Berdasarkan data per 18 Mei 2020, OJK mencatat realisasi restrukturisasi kredit akibat pandemi mencapai Rp 458,8 triliun yang berasal dari 4,9 juta debitur. Nilai tersebut berasal dari 4,2 juta debitur UMKM dengan nilai kredit Rp 225,1 triliun dan sebanyak 0,7 juta debitur nonUMKM dengan nilai kredit Rp 233,7 triliun.
Kinerja intermediasi lembaga jasa keuangan per Maret 2020 masih tumbuh positif. Tercatat kredit perbankan masih mampu tumbuh sebesar 7,95 persen secara tahunan (year on year /yoy) yang ditopang oleh kredit valas yang tumbuh sebesar 16,84 persen (yoy) dan piutang perusahaan pembiayaan tumbuh 2,49 persen (yoy). Kemudian Dana Pihak Ketiga (DPK) perbankan juga masih tumbuh sebesar 9,54 persen (yoy).

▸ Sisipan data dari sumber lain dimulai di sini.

//! Manager's Open Account form.

use crate::data::Currency;
use crate::dialog::DialogCapture;
use crate::locator::{Locator, Selector};
use crate::page_object::{LocatorRegistry, PageObject, Screen};
use crate::result::TellerResult;
use crate::session::Session;

const CURRENCY: &str = "#currency";
const CUSTOMER_PLACEHOLDER: &str = "---Customer Name---";
const CURRENCY_PLACEHOLDER: &str = "---Currency---";

pub(crate) fn landmark() -> Locator {
    Locator::new(CURRENCY)
}

fn registry() -> LocatorRegistry {
    LocatorRegistry::builder()
        .defining("customer", Selector::css("#userSelect"))
        .defining("currency", Selector::css(CURRENCY))
        .defining("process", Selector::css_with_text(r#"button[type="submit"]"#, "Process"))
        .build()
}

/// Open Account screen (`#/manager/openAccount`)
#[derive(Debug, Clone)]
pub struct OpenAccountPage {
    screen: Screen,
}

impl OpenAccountPage {
    /// Bind to a session
    #[must_use]
    pub fn new(session: Session) -> Self {
        Self {
            screen: Screen::new(session, registry()),
        }
    }

    /// Pick the account holder by full name
    pub async fn select_customer(&self, name: &str) -> TellerResult<()> {
        self.screen.select("customer", name).await
    }

    /// Pick the account currency
    pub async fn select_currency(&self, currency: Currency) -> TellerResult<()> {
        self.screen.select("currency", currency.label()).await
    }

    /// Submit. Does not wait: the alert is the completion signal.
    pub async fn click_process(&self) -> TellerResult<()> {
        self.screen.click("process").await
    }

    /// Select both values and submit
    pub async fn open_account(&self, name: &str, currency: Currency) -> TellerResult<()> {
        tracing::info!(customer = name, %currency, "open account");
        self.select_customer(name).await?;
        self.select_currency(currency).await?;
        self.click_process().await
    }

    /// Arm a one-shot capture for the alert the next submit raises
    pub fn arm_alert(&self) -> TellerResult<DialogCapture> {
        self.screen.base().session().dialog_interceptor().arm_one_shot()
    }

    /// Customer names offered, placeholder removed
    pub async fn available_customers(&self) -> TellerResult<Vec<String>> {
        let options = self.screen.options("customer").await?;
        Ok(options.into_iter().filter(|o| o != CUSTOMER_PLACEHOLDER).collect())
    }

    /// Currency labels offered, placeholder removed
    pub async fn available_currencies(&self) -> TellerResult<Vec<String>> {
        let options = self.screen.options("currency").await?;
        Ok(options.into_iter().filter(|o| o != CURRENCY_PLACEHOLDER).collect())
    }
}

impl PageObject for OpenAccountPage {
    fn screen(&self) -> &Screen {
        &self.screen
    }

    fn page_name(&self) -> &'static str {
        "open account"
    }
}
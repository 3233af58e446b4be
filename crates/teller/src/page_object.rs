//! Page Object Model support.
//!
//! A page object wraps a [`Screen`]: the shared [`BasePage`] capability
//! plus a [`LocatorRegistry`] that names the screen's elements. Near-identical
//! screens differ only in their registry, so page objects declare selectors
//! once and address them by name.
//!
//! ```ignore
//! let registry = LocatorRegistry::builder()
//!     .defining("amount", Selector::css(r#"input[ng-model="amount"]"#))
//!     .defining("submit", Selector::css_with_text(r#"button[type="submit"]"#, "Deposit"))
//!     .with_locator("message", Selector::css(r#"span[ng-show="message"]"#))
//!     .build();
//! let screen = Screen::new(session, registry);
//! screen.fill("amount", "100").await?;
//! ```

use crate::locator::{Locator, Selector};
use crate::page::BasePage;
use crate::result::{TellerError, TellerResult};
use crate::session::Session;
use crate::wait;
use async_trait::async_trait;
use std::collections::HashMap;
use std::sync::Arc;

/// Contract every page object satisfies.
#[async_trait]
pub trait PageObject: Send + Sync {
    /// The screen this page object drives
    fn screen(&self) -> &Screen;

    /// Name used in logs
    fn page_name(&self) -> &'static str;

    /// Whether every defining element is visible
    async fn is_loaded(&self) -> TellerResult<bool> {
        self.screen().is_loaded().await
    }
}

// =============================================================================
// Registry
// =============================================================================

/// Declarative name → selector table for one screen.
#[derive(Debug, Clone, Default)]
pub struct LocatorRegistry {
    locators: HashMap<String, Locator>,
    defining: Vec<String>,
}

impl LocatorRegistry {
    /// Start building a registry
    #[must_use]
    pub fn builder() -> LocatorRegistryBuilder {
        LocatorRegistryBuilder::default()
    }

    /// Look up a locator by name
    pub fn locator(&self, name: &str) -> TellerResult<Locator> {
        self.locators.get(name).cloned().ok_or_else(|| TellerError::InvalidSelector {
            selector: name.to_string(),
            message: "no locator registered under this name".to_string(),
        })
    }

    /// Names of the elements whose visibility defines "loaded", in
    /// declaration order
    #[must_use]
    pub fn defining_names(&self) -> &[String] {
        &self.defining
    }

    /// Whether `name` is registered
    #[must_use]
    pub fn contains(&self, name: &str) -> bool {
        self.locators.contains_key(name)
    }

    /// Number of registered locators
    #[must_use]
    pub fn len(&self) -> usize {
        self.locators.len()
    }

    /// Whether the registry is empty
    #[must_use]
    pub fn is_empty(&self) -> bool {
        self.locators.is_empty()
    }
}

/// Builder for [`LocatorRegistry`]
#[derive(Debug, Clone, Default)]
pub struct LocatorRegistryBuilder {
    registry: LocatorRegistry,
}

impl LocatorRegistryBuilder {
    /// Register a locator that takes part in the `is_loaded` check
    #[must_use]
    pub fn defining(mut self, name: impl Into<String>, selector: Selector) -> Self {
        let name = name.into();
        if !self.registry.defining.contains(&name) {
            self.registry.defining.push(name.clone());
        }
        let _ = self
            .registry
            .locators
            .insert(name, Locator::from_selector(selector));
        self
    }

    /// Register a plain locator
    #[must_use]
    pub fn with_locator(mut self, name: impl Into<String>, selector: Selector) -> Self {
        let _ = self
            .registry
            .locators
            .insert(name.into(), Locator::from_selector(selector));
        self
    }

    /// Finish building
    #[must_use]
    pub fn build(self) -> LocatorRegistry {
        self.registry
    }
}

// =============================================================================
// Screen
// =============================================================================

/// Base capability plus a locator registry, addressed by element name.
#[derive(Debug, Clone)]
pub struct Screen {
    base: BasePage,
    registry: Arc<LocatorRegistry>,
}

impl Screen {
    /// Bind a registry to a session
    #[must_use]
    pub fn new(session: Session, registry: LocatorRegistry) -> Self {
        Self {
            base: BasePage::new(session),
            registry: Arc::new(registry),
        }
    }

    /// Shared base capability
    #[must_use]
    pub fn base(&self) -> &BasePage {
        &self.base
    }

    /// The registry
    #[must_use]
    pub fn registry(&self) -> &LocatorRegistry {
        &self.registry
    }

    /// Resolve a registered name to its locator
    pub fn locator(&self, name: &str) -> TellerResult<Locator> {
        self.registry.locator(name)
    }

    /// Conjunction of visibility over the defining elements
    pub async fn is_loaded(&self) -> TellerResult<bool> {
        for name in self.registry.defining_names() {
            if !self.base.is_element_visible(&self.locator(name)?).await? {
                tracing::trace!(element = %name, "defining element not visible");
                return Ok(false);
            }
        }
        Ok(true)
    }

    /// Wait until [`Screen::is_loaded`] holds, bounded by the settle timeout
    pub async fn wait_loaded(&self, page_name: &str) -> TellerResult<()> {
        let options = self.base.settle_wait();
        let waited_for = format!("{page_name} to load");
        wait::wait_for(&waited_for, &options, || self.is_loaded()).await?;
        Ok(())
    }

    /// Wait until the named element is visible, bounded by the settle timeout
    pub async fn wait_visible(&self, name: &str) -> TellerResult<()> {
        let locator = self.locator(name)?;
        self.base
            .wait_for_element(&locator, self.base.settle_wait().timeout())
            .await
    }

    /// Click the named element
    pub async fn click(&self, name: &str) -> TellerResult<()> {
        self.base.click(&self.locator(name)?).await
    }

    /// Clear and fill the named control
    pub async fn fill(&self, name: &str, value: &str) -> TellerResult<()> {
        self.base.fill(&self.locator(name)?, value).await
    }

    /// Select an option of the named `<select>` by label
    pub async fn select(&self, name: &str, label: &str) -> TellerResult<()> {
        self.base.select_option(&self.locator(name)?, label).await
    }

    /// Whether the named element is visible
    pub async fn is_visible(&self, name: &str) -> TellerResult<bool> {
        self.base.is_element_visible(&self.locator(name)?).await
    }

    /// Trimmed text of the named element, empty when absent
    pub async fn text(&self, name: &str) -> TellerResult<String> {
        self.base.get_element_text(&self.locator(name)?).await
    }

    /// Current value of the named control
    pub async fn value(&self, name: &str) -> TellerResult<String> {
        self.base.input_value(&self.locator(name)?).await
    }

    /// Native validation message of the named control
    pub async fn validation_message(&self, name: &str) -> TellerResult<String> {
        self.base.validation_message(&self.locator(name)?).await
    }

    /// Option labels of the named `<select>`
    pub async fn options(&self, name: &str) -> TellerResult<Vec<String>> {
        self.base.option_texts(&self.locator(name)?).await
    }

    /// Number of matches of the named locator
    pub async fn count(&self, name: &str) -> TellerResult<usize> {
        self.base.count(&self.locator(name)?).await
    }
}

Dari sisi industri asuransi juga masih menghimpun premi sebesar Rp 17,5 triliun atau terkontraksi sebesar 7,51 persen (yoy). Sedangkan sampai dengan 28 April 2020, penghimpunan dana melalui pasar modal telah mencapai Rp 28,3 triliun dengan 22 emiten baru. Adapun di dalam pipeline terdapat 53 emiten yang akan melakukan penawaran umum dengan total indikasi penawaran sebesar Rp 21,2 triliun.
Untuk profil risiko lembaga jasa keuangan pada Maret 2020 juga masih terjaga pada level yang terkendali dengan rasio Non Performing Loan (NPL) gross sebesar 2,77 persen (NPL net 0,98 persen) dan Rasio Non Performing Financing (NPF) sebesar 2,75 persen.
Dari sisi nilai tukar Rupiah, risiko nilai tukar perbankan dapat dijaga pada level yang rendah terlihat dari rasio Posisi Devisa Neto (PDN) sebesar 1,94 persen, jauh di bawah ambang batas ketentuan sebesar 20 persen.